▶ _Problem description_
Please show all lines of the records that include "serde".

Entries taken from a collection

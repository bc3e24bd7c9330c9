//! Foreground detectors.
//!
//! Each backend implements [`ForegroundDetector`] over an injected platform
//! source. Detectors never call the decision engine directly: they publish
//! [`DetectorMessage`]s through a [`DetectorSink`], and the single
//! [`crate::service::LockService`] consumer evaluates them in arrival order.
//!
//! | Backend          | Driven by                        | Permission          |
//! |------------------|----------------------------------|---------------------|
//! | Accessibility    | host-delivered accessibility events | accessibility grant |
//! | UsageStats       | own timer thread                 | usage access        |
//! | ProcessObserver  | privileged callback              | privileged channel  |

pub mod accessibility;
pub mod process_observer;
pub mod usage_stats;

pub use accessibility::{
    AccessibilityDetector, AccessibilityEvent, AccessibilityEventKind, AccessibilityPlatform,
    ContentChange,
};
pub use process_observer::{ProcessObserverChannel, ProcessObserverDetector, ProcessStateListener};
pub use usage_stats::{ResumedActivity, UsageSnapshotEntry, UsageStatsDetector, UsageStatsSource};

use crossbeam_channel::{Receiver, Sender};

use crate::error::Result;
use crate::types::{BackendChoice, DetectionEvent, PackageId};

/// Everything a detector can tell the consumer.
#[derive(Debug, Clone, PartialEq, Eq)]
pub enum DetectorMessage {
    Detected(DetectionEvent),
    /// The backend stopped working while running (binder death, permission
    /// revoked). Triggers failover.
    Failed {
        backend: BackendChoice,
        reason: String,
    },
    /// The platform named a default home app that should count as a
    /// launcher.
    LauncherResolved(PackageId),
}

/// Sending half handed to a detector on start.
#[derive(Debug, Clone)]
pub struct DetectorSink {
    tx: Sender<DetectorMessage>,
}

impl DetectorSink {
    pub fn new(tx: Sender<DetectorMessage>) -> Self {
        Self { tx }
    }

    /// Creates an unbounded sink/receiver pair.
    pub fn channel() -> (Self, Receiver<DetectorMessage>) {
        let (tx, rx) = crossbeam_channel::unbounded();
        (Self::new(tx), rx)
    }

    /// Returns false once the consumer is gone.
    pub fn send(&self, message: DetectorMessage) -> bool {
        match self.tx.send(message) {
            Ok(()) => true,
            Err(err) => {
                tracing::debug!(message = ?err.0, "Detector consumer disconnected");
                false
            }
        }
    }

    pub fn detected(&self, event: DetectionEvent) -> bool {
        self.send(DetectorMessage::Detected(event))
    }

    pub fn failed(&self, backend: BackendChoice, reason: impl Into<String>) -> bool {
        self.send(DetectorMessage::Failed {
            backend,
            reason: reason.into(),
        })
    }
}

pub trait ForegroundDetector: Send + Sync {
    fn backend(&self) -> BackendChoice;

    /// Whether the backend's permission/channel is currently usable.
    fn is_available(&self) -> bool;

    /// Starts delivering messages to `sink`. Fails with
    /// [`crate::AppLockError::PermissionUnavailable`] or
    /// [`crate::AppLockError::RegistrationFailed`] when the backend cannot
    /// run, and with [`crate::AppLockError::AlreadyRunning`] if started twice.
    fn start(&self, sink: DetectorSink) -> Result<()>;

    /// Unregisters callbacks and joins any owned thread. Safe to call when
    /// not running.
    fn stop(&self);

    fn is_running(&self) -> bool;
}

* * *

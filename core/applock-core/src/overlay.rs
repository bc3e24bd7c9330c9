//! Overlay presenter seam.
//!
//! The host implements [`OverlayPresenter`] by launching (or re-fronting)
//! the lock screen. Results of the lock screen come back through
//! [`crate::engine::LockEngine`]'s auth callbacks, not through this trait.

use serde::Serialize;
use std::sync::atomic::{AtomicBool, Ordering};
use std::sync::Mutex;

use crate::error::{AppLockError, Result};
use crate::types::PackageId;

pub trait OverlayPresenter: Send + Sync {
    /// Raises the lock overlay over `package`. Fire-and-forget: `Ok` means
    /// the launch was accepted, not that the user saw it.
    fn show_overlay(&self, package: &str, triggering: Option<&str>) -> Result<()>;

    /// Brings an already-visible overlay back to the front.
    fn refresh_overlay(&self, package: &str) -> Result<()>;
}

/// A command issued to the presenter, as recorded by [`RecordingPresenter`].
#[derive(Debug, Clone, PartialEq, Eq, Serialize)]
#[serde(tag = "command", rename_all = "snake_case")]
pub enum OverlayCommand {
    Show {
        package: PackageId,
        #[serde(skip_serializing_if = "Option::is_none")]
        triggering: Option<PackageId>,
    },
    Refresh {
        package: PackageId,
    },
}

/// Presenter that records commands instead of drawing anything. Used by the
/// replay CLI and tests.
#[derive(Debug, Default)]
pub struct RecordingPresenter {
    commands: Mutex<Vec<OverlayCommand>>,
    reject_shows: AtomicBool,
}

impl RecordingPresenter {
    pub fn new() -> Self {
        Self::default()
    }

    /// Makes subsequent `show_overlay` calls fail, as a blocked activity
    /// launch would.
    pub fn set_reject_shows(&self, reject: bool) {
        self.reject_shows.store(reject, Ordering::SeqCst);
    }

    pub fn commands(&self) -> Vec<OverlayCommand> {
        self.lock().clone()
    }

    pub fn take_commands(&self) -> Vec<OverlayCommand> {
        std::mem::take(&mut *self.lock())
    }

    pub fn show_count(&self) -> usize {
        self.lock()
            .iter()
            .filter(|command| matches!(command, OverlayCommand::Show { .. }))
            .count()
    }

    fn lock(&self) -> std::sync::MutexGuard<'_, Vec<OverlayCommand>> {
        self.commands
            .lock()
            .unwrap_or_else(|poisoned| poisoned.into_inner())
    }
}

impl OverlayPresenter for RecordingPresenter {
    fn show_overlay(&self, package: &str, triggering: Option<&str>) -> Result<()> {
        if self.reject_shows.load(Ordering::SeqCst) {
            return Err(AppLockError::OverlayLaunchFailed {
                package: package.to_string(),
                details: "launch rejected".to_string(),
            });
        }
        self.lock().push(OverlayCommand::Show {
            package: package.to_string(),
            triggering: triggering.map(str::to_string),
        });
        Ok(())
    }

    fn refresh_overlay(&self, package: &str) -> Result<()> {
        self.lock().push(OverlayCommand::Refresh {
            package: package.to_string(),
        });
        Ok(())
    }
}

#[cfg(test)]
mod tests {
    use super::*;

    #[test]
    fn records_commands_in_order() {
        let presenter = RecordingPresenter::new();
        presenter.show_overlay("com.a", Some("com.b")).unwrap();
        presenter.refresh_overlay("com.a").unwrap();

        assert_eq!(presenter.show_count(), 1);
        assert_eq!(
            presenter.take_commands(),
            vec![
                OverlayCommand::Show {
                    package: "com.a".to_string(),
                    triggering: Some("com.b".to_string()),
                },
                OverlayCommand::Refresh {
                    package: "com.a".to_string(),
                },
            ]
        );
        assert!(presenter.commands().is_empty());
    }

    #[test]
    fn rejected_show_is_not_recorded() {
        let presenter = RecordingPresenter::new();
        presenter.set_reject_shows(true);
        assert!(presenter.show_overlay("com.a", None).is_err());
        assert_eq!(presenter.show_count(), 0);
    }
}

...

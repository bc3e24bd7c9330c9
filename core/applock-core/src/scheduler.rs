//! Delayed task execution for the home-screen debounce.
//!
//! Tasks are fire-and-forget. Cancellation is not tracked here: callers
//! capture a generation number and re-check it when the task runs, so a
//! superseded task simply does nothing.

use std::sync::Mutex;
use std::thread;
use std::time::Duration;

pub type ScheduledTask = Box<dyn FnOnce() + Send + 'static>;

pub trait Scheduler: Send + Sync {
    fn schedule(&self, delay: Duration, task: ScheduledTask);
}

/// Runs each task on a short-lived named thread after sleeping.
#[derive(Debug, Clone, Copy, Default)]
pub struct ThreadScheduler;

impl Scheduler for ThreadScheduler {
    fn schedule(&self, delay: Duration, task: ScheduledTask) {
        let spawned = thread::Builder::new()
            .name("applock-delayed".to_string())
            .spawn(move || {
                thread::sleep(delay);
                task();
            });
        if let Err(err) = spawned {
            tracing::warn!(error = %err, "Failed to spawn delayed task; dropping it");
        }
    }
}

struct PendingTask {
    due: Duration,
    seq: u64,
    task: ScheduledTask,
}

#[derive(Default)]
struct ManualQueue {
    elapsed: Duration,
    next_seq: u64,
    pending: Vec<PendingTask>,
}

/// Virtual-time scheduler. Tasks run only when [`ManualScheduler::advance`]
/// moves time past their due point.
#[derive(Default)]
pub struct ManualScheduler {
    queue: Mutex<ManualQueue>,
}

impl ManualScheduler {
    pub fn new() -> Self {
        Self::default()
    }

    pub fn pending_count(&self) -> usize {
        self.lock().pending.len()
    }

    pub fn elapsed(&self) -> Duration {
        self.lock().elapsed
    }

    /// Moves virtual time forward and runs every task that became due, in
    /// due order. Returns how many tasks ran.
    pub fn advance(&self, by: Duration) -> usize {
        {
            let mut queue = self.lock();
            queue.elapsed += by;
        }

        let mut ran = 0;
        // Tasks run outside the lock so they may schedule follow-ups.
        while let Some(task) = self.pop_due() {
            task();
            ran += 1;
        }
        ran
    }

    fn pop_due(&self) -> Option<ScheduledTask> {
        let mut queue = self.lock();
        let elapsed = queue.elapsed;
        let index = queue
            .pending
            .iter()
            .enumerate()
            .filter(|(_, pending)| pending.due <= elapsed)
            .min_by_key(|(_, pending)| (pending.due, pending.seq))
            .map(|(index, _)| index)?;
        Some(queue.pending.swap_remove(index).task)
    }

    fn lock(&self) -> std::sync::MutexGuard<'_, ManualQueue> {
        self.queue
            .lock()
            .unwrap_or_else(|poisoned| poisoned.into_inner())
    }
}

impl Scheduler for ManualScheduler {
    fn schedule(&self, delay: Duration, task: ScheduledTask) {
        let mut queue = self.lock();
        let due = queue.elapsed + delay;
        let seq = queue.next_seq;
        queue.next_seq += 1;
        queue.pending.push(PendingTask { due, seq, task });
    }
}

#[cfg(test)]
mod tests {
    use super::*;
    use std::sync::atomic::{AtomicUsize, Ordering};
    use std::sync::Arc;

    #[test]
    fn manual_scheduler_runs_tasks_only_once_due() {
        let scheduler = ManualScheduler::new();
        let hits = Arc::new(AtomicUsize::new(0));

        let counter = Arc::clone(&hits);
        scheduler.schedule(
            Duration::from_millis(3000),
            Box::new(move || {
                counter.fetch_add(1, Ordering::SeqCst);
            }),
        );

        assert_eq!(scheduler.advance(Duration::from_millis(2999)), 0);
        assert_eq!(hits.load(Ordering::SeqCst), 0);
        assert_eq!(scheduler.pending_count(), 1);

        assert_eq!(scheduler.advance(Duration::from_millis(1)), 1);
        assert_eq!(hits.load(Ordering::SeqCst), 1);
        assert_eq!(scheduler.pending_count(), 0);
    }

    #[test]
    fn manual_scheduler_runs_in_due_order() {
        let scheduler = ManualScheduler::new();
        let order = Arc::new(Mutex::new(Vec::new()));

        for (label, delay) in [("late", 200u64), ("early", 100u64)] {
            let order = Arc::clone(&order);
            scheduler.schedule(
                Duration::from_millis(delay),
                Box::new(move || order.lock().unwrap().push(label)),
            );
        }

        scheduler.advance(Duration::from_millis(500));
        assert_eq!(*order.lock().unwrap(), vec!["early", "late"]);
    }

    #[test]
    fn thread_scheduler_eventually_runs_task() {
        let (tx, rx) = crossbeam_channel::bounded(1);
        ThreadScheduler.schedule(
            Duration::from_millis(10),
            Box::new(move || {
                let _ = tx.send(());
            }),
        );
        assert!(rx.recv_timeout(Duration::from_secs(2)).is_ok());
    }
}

▶ _Solution below_
use serde::Serialize;
#[serde(tag = "command", rename_all = "snake_case")]
        #[serde(skip_serializing_if = "Option::is_none")]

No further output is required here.